彼女はしばらく首をかしげていたが、やがて一言だけ恥ずかしそうに呟いた。


「かんっっぜんにタイプ。もうこれ以上ないってくらい。」


少年はしばし考えると、思い出したように言った。


「何かプレゼント用意したら?」


アメリアは目を輝かせ、手を打った。


「たしかにそうね!プレゼントの一つも用意してないようじゃ、呆れられちゃうわね。」


「う~ん・・・・・・。じゃあ、時計だったらどうかな。実用性もあって、いいと思うけど。」


「たしかに!■■■■、天才!」


その無垢な笑顔を見ながら、少年は複雑な思いでいた。彼にはすでにわかっていた。そのレイス・ロスノックという奴は、アメリアに好意を寄せているわけではない。彼女の家柄、ロンド家が目当てなだけだ。

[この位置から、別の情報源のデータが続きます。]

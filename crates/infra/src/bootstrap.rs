//! Wiring of concrete backends into the data-access layer

use std::sync::Arc;

use clientkey_core::{DataAccess, DataAccessResult, ReplayWorker, ReplayWorkerConfig};
use clientkey_domain::Config;
use tracing::info;

use crate::database::{RelationalBackend, SqliteLocalStore};
use crate::http::DocumentBackend;

/// Build a [`DataAccess`] over the backends `config` enables
///
/// Candidates are registered in preference order: relational, then
/// document. The local SQLite store always backs the fallback path. Nothing
/// is connected until the first call or an explicit `initialize`.
///
/// # Errors
///
/// Returns an error if the local store cannot be opened or the resilience
/// settings are invalid.
pub fn build_data_access(config: &Config) -> DataAccessResult<DataAccess> {
    let local = SqliteLocalStore::open(&config.local)?;
    let mut builder = DataAccess::builder(Arc::new(local)).with_resilience(config.resilience.clone());

    if config.relational.enabled {
        builder = builder.with_backend(Arc::new(RelationalBackend::new(config.relational.clone())));
    }
    if config.document.is_configured() {
        builder = builder.with_backend(Arc::new(DocumentBackend::new(config.document.clone())?));
    }

    info!(
        relational = config.relational.enabled,
        document = config.document.is_configured(),
        local_path = %config.local.path,
        "Data access configured"
    );
    builder.build()
}

/// A replay worker that drains `access` on the configured interval
///
/// The worker is returned stopped; call `start` to run it.
pub fn replay_worker(access: &DataAccess, config: &Config) -> ReplayWorker {
    ReplayWorker::new(
        Arc::new(access.clone()),
        ReplayWorkerConfig { interval: config.resilience.replay_interval(), ..ReplayWorkerConfig::default() },
    )
}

しかし、彼はそれをアメリアに伝えることはしない。今までも、これからもそうだ。

少年は彼女に自由に生きてほしかった。彼女はよく少年に縛られた自分の暮らしについて語った。結婚の相手だって、そのうち親に決められてしまうという。そんな彼女の恋愛の相手くらい、誰にも口出しされずに決めさせてやりたかった。たとえ、毎度のようにアメリアが泣きついてきたとしても、自分がその尻拭いをすることになったとしても彼は文句一ついわなかった。

彼は、間違いなくアメリアに好意を抱いていた。それだけは間違いない。

きっと、今回の出会いも彼女にとっては悲しい結末を迎え、いつものように少年にすがりついて泣くのだろう。それでも、少年は彼女の良き友でいたかった。たとえ、彼女が自分のことをなんとも思っていないとしても。


しかし、彼のその歪んだ恋心はやがて彼を悲劇の主人公へと仕立て上げることとなる。

愛美:膝枕って・・・・・・思ってたよりもくすぐったいっ!


アメリア:何かあっても⬛︎⬛︎⬛︎⬛︎がなんとかしてくれるでしょ!(気楽)


男二人も大概だけど,女子組も大概なんだよなあ・・・・・・


追記:700PVありがとうございます!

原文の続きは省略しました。